Dána-Ain Davis, PhD, MPH, and critical scholar of Black maternal health and outcomes, writes: “Obstetric racism is a threat to maternal life and neonatal outcomes. It includes, but is not limited to, critical lapses in diagnosis; being neglectful, dismissive, or disrespectful; causing pain; and engaging in medical abuse through coercion to perform procedures or performing procedures without consent.”
The mortality rates of Black women in the United States are more than three times higher in pregnancy or postpartum than they are for White women. And preterm delivery rates are around 14 percent for Black women. Preterm deliveries confer risks to infants who likely must be supported in hospital neonatal intensive care units. NICU stays are financially costly and often emotionally traumatic for parents. Black women have cesarean section deliveries more frequently than other women with rates around 36 percent. These procedures, while lifesaving in many cases for both the mother and the child, do confer risks of their own, including blood clots and postpartum hemorrhaging.

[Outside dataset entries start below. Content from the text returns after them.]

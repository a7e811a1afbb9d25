use chrono::{DateTime, Utc};
use serde::Serialize;

use super::models::{DispatchAssignment, DispatchStatus};
use crate::common::DispatchAssignmentId;

/// Facts published on the event hub after an assignment row changes.
#[derive(Debug, Clone, PartialEq, Serialize)]
#[serde(tag = "type", rename_all = "snake_case")]
pub enum DispatchEvent {
    AssignmentCreated {
        assignment: DispatchAssignment,
    },
    AssignmentTransitioned {
        assignment: DispatchAssignment,
        from: DispatchStatus,
    },
    FollowUpSent {
        assignment_id: DispatchAssignmentId,
        attempt: i32,
        sent_at: DateTime<Utc>,
    },
}

impl DispatchEvent {
    pub fn assignment_id(&self) -> DispatchAssignmentId {
        match self {
            Self::AssignmentCreated { assignment } => assignment.id,
            Self::AssignmentTransitioned { assignment, .. } => assignment.id,
            Self::FollowUpSent { assignment_id, .. } => *assignment_id,
        }
    }

    /// SSE event name.
    pub fn name(&self) -> &'static str {
        match self {
            Self::AssignmentCreated { .. } => "assignment_created",
            Self::AssignmentTransitioned { .. } => "assignment_transitioned",
            Self::FollowUpSent { .. } => "follow_up_sent",
        }
    }
}

#[cfg(test)]
mod tests {
    use super::*;
    use crate::common::{HandymanId, IssueId};

    #[test]
    fn serializes_with_type_tag() {
        let mut assignment = DispatchAssignment::pending(IssueId::new(), HandymanId::new(), Utc::now());
        assignment.status = DispatchStatus::Accepted;
        let event = DispatchEvent::AssignmentTransitioned {
            assignment: assignment.clone(),
            from: DispatchStatus::Pending,
        };

        let json = serde_json::to_value(&event).unwrap();
        assert_eq!(json["type"], "assignment_transitioned");
        assert_eq!(json["from"], "pending");
        assert_eq!(json["assignment"]["status"], "accepted");
        assert_eq!(event.assignment_id(), assignment.id);
        assert_eq!(event.name(), "assignment_transitioned");
    }
}
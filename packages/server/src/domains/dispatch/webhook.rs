//! Twilio inbound WhatsApp webhook.
//!
//! Handymen answer an offer by replying to the WhatsApp thread. Twilio posts each
//! reply here as a form; the reply is applied to the sender's pending assignment.

use axum::extract::rejection::FormRejection;
use axum::extract::State;
use axum::http::StatusCode;
use axum::routing::post;
use axum::{Form, Router};
use twilio::models::InboundMessage;

use super::orchestrator::DispatchOrchestrator;
use crate::common::DispatchError;

/// Build the axum router for webhook endpoints.
pub fn router(orchestrator: DispatchOrchestrator) -> Router {
    Router::new()
        .route("/webhooks/whatsapp/inbound", post(handle_whatsapp_inbound))
        .with_state(orchestrator)
}

/// Always returns 200 so Twilio never retries. Processing failures are logged only.
async fn handle_whatsapp_inbound(
    State(orchestrator): State<DispatchOrchestrator>,
    payload: Result<Form<InboundMessage>, FormRejection>,
) -> StatusCode {
    let Form(message) = match payload {
        Ok(form) => form,
        Err(rejection) => {
            tracing::warn!(error = %rejection, "Malformed inbound WhatsApp payload, dropping");
            return StatusCode::OK;
        }
    };

    process_inbound(&orchestrator, &message).await;
    StatusCode::OK
}

async fn process_inbound(orchestrator: &DispatchOrchestrator, message: &InboundMessage) {
    match orchestrator
        .handle_reply(&message.from, &message.body, Some(&message.message_sid))
        .await
    {
        Ok(assignment) => {
            tracing::info!(
                message_sid = %message.message_sid,
                assignment_id = %assignment.id,
                status = %assignment.status,
                "Inbound reply applied"
            );
        }
        Err(e) if e.is_benign() => {
            tracing::info!(
                message_sid = %message.message_sid,
                from = %message.from,
                "Reply for an already resolved assignment, ignoring"
            );
        }
        Err(e @ DispatchError::UnmatchedReply { .. }) | Err(e @ DispatchError::InvalidPhoneFormat(_)) => {
            tracing::warn!(
                message_sid = %message.message_sid,
                from = %message.from,
                error = %e,
                "Dropping unmatched inbound reply"
            );
        }
        Err(e) => {
            tracing::error!(
                message_sid = %message.message_sid,
                from = %message.from,
                error = %e,
                "Failed to process inbound reply"
            );
        }
    }
}
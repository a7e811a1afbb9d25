/// Normalize a phone number to E.164 (`+` followed by 8-15 digits).
///
/// Accepts formatting characters and a `whatsapp:` channel prefix. A bare
/// 10-digit number is treated as North American.
pub fn normalize_phone(raw: &str) -> Option<String> {
    let trimmed = raw.trim();
    let without_channel = trimmed
        .strip_prefix("whatsapp:")
        .unwrap_or(trimmed)
        .trim();

    let has_plus = without_channel.starts_with('+');
    let mut digits = String::with_capacity(without_channel.len());
    for (idx, c) in without_channel.chars().enumerate() {
        match c {
            '0'..='9' => digits.push(c),
            '+' if idx == 0 => {}
            ' ' | '-' | '.' | '(' | ')' => {}
            _ => return None,
        }
    }

    if has_plus {
        return (8..=15).contains(&digits.len()).then(|| format!("+{}", digits));
    }

    match digits.len() {
        10 => Some(format!("+1{}", digits)),
        11 if digits.starts_with('1') => Some(format!("+{}", digits)),
        _ => None,
    }
}
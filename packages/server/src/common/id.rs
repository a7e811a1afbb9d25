//! Typed UUID wrappers for compile-time type safety.
//!
//! `Id<T, V>` wraps `uuid::Uuid` so a `HandymanId` can never be passed where an
//! `IssueId` is expected. IDs encode/decode as plain Postgres `UUID` columns.
//!
//! ```rust
//! use dispatch_core::common::{HandymanId, IssueId};
//!
//! let handyman_id = HandymanId::new();
//! let issue_id = IssueId::new();
//! assert_ne!(handyman_id.into_uuid(), issue_id.into_uuid());
//! ```

use serde::{Deserialize, Deserializer, Serialize, Serializer};
use std::cmp::Ordering;
use std::fmt::{self, Debug, Display};
use std::hash::{Hash, Hasher};
use std::marker::PhantomData;
use std::str::FromStr;
use uuid::Uuid;

/// UUID version 7 marker (time-ordered UUIDs).
///
/// This is the recommended version for database primary keys as it provides
/// natural chronological ordering.
pub struct V7;

/// A typed wrapper around `Uuid` that provides compile-time type safety.
///
/// The type parameter `T` represents the entity type this ID belongs to,
/// and `V` represents the UUID version (defaults to V7).
///
/// # Type Safety
///
/// IDs with different `T` parameters are incompatible at compile time:
///
/// ```compile_fail
/// use dispatch_core::common::{HandymanId, IssueId};
///
/// let handyman_id = HandymanId::new();
/// let issue_id: IssueId = handyman_id; // Compile error!
/// ```
#[repr(transparent)]
pub struct Id<T, V = V7>(Uuid, PhantomData<fn() -> (T, V)>);

// ============================================================================
// Core implementations
// ============================================================================

impl<T> Id<T, V7> {
    /// Creates a new V7 UUID (time-ordered).
    ///
    /// V7 UUIDs are recommended for database primary keys as they provide
    /// natural chronological ordering and better index locality.
    #[inline]
    pub fn new() -> Self {
        Self(Uuid::now_v7(), PhantomData)
    }
}

impl<T> Default for Id<T, V7> {
    fn default() -> Self {
        Self::new()
    }
}

impl<T, V> Id<T, V> {
    /// Creates an `Id` from a raw `Uuid`.
    ///
    /// This is useful when loading IDs from the database or deserializing.
    #[inline]
    pub fn from_uuid(uuid: Uuid) -> Self {
        Self(uuid, PhantomData)
    }

    /// Returns the inner `Uuid`.
    #[inline]
    pub fn into_uuid(self) -> Uuid {
        self.0
    }

    /// Parses an `Id` from a string (path parameters, webhook payloads).
    ///
    /// # Errors
    ///
    /// Returns an error if the string is not a valid UUID.
    #[inline]
    pub fn parse(s: &str) -> Result<Self, uuid::Error> {
        Ok(Self(Uuid::parse_str(s)?, PhantomData))
    }

    /// Returns a reference to the inner `Uuid`.
    #[inline]
    pub fn as_uuid(&self) -> &Uuid {
        &self.0
    }

    /// Creates a nil (all zeros) ID.
    ///
    /// Useful for testing or sentinel values.
    #[inline]
    pub fn nil() -> Self {
        Self(Uuid::nil(), PhantomData)
    }

    /// Returns `true` if this is a nil UUID.
    #[inline]
    pub fn is_nil(&self) -> bool {
        self.0.is_nil()
    }
}

// ============================================================================
// Standard trait implementations
// ============================================================================

impl<T, V> Clone for Id<T, V> {
    #[inline]
    fn clone(&self) -> Self {
        *self
    }
}

impl<T, V> Copy for Id<T, V> {}

impl<T, V> Debug for Id<T, V> {
    fn fmt(&self, f: &mut fmt::Formatter<'_>) -> fmt::Result {
        // Include type name for debugging clarity
        f.debug_tuple(&format!("Id<{}>", std::any::type_name::<T>()))
            .field(&self.0)
            .finish()
    }
}

impl<T, V> Display for Id<T, V> {
    fn fmt(&self, f: &mut fmt::Formatter<'_>) -> fmt::Result {
        Display::fmt(&self.0, f)
    }
}

impl<T, V> PartialEq for Id<T, V> {
    #[inline]
    fn eq(&self, other: &Self) -> bool {
        self.0 == other.0
    }
}

impl<T, V> Eq for Id<T, V> {}

impl<T, V> PartialOrd for Id<T, V> {
    #[inline]
    fn partial_cmp(&self, other: &Self) -> Option<Ordering> {
        Some(self.cmp(other))
    }
}

impl<T, V> Ord for Id<T, V> {
    #[inline]
    fn cmp(&self, other: &Self) -> Ordering {
        self.0.cmp(&other.0)
    }
}

impl<T, V> Hash for Id<T, V> {
    #[inline]
    fn hash<H: Hasher>(&self, state: &mut H) {
        self.0.hash(state);
    }
}

impl<T, V> AsRef<Uuid> for Id<T, V> {
    #[inline]
    fn as_ref(&self) -> &Uuid {
        &self.0
    }
}

impl<T, V> From<Uuid> for Id<T, V> {
    #[inline]
    fn from(uuid: Uuid) -> Self {
        Self::from_uuid(uuid)
    }
}

impl<T, V> From<Id<T, V>> for Uuid {
    #[inline]
    fn from(id: Id<T, V>) -> Self {
        id.0
    }
}

impl<T, V> FromStr for Id<T, V> {
    type Err = uuid::Error;

    #[inline]
    fn from_str(s: &str) -> Result<Self, Self::Err> {
        Self::parse(s)
    }
}

// ============================================================================
// Serde support
// ============================================================================

impl<T, V> Serialize for Id<T, V> {
    fn serialize<S: Serializer>(&self, serializer: S) -> Result<S::Ok, S::Error> {
        self.0.serialize(serializer)
    }
}

impl<'de, T, V> Deserialize<'de> for Id<T, V> {
    fn deserialize<D: Deserializer<'de>>(deserializer: D) -> Result<Self, D::Error> {
        Uuid::deserialize(deserializer).map(Self::from_uuid)
    }
}

// ============================================================================
// sqlx support (always enabled)
// ============================================================================

use sqlx::encode::IsNull;
use sqlx::error::BoxDynError;
use sqlx::postgres::{PgArgumentBuffer, PgHasArrayType, PgTypeInfo, PgValueRef, Postgres};
use sqlx::{Decode, Encode, Type};

impl<T, V> Type<Postgres> for Id<T, V> {
    fn type_info() -> PgTypeInfo {
        <Uuid as Type<Postgres>>::type_info()
    }

    fn compatible(ty: &PgTypeInfo) -> bool {
        <Uuid as Type<Postgres>>::compatible(ty)
    }
}

impl<T, V> PgHasArrayType for Id<T, V> {
    fn array_type_info() -> PgTypeInfo {
        <Uuid as PgHasArrayType>::array_type_info()
    }
}

impl<T, V> Encode<'_, Postgres> for Id<T, V> {
    fn encode_by_ref(&self, buf: &mut PgArgumentBuffer) -> Result<IsNull, BoxDynError> {
        <Uuid as Encode<Postgres>>::encode_by_ref(&self.0, buf)
    }
}

impl<T, V> Decode<'_, Postgres> for Id<T, V> {
    fn decode(value: PgValueRef<'_>) -> Result<Self, BoxDynError> {
        <Uuid as Decode<Postgres>>::decode(value).map(Self::from_uuid)
    }
}

// ============================================================================
// Tests
// ============================================================================

#[cfg(test)]
mod tests {
    use super::*;

    struct Handyman;

    type HandymanId = Id<Handyman>;

    #[test]
    fn test_new_creates_unique_ids() {
        let id1 = HandymanId::new();
        let id2 = HandymanId::new();
        assert_ne!(id1, id2);
    }

    #[test]
    fn test_parse_and_display_roundtrip() {
        let id = HandymanId::new();
        let s = id.to_string();
        let parsed = HandymanId::parse(&s).unwrap();
        assert_eq!(id, parsed);
    }

    #[test]
    fn test_nil() {
        let id = HandymanId::nil();
        assert!(id.is_nil());
    }

    #[test]
    fn test_hash_map_key() {
        use std::collections::HashMap;
        let mut map: HashMap<HandymanId, &str> = HashMap::new();
        let id = HandymanId::new();
        map.insert(id, "test");
        assert_eq!(map.get(&id), Some(&"test"));
    }

    #[test]
    fn test_ordering_is_time_based() {
        // Tie-breaks in ranking sort by id, so v7 ordering must hold
        let id1 = HandymanId::new();
        std::thread::sleep(std::time::Duration::from_millis(2));
        let id2 = HandymanId::new();
        assert!(id1 < id2);
    }

    #[test]
    fn test_debug_includes_type_name() {
        let id = HandymanId::new();
        let debug = format!("{:?}", id);
        assert!(debug.contains("Handyman"));
    }
}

Black women and their infants face risks in their pregnancies and deliveries as a direct consequence of obstetric racism and the interlocking systems of oppression that affect the lives of these women. For example, Black women are more likely to reside in lower socioeconomic status communities regardless of their own education or income (poverty rates are about 28 percent for Black women compared to 10 percent of White women) and are more likely to experience discrimination and racial bias at every level of society than their White counterparts. Economic inequality is also linked to systems of enslavement in the United States. Additionally, nearly 14 percent of Black women are uninsured despite some advances in the hope for equitable health insurance granted by the 2010 Affordable Care Act.
We must do better, rights should be prioritized, and medical racism is unacceptable. Medical education is continually improving, and providers should seek to counteract unconscious biases they may hold so that all of their patients may be afforded the highest standards of care. Medical institutions in this country should also seek to address these health inequities by improving prenatal and postpartum care and by addressing medical racism in their systems. We should seek to improve medical and scientific literacy and enhance access to scientific information, as we do at WHRY, so that individuals can better understand their own health concerns. We must advocate for ourselves and each other.
Patricia Hill Collins writes:
“By taking the core themes of a Black woman's standpoint and infusing them with new meaning, Black feminist thought can stimulate a new consciousness that utilizes Black women's everyday, taken-for-granted knowledge. Rather than raising consciousness, Black feminist thought affirms, rearticulates, and provides a vehicle for expressing in public a consciousness that quite often already exists. More important, this rearticulated consciousness aims to empower African-American women and stimulate resistance.”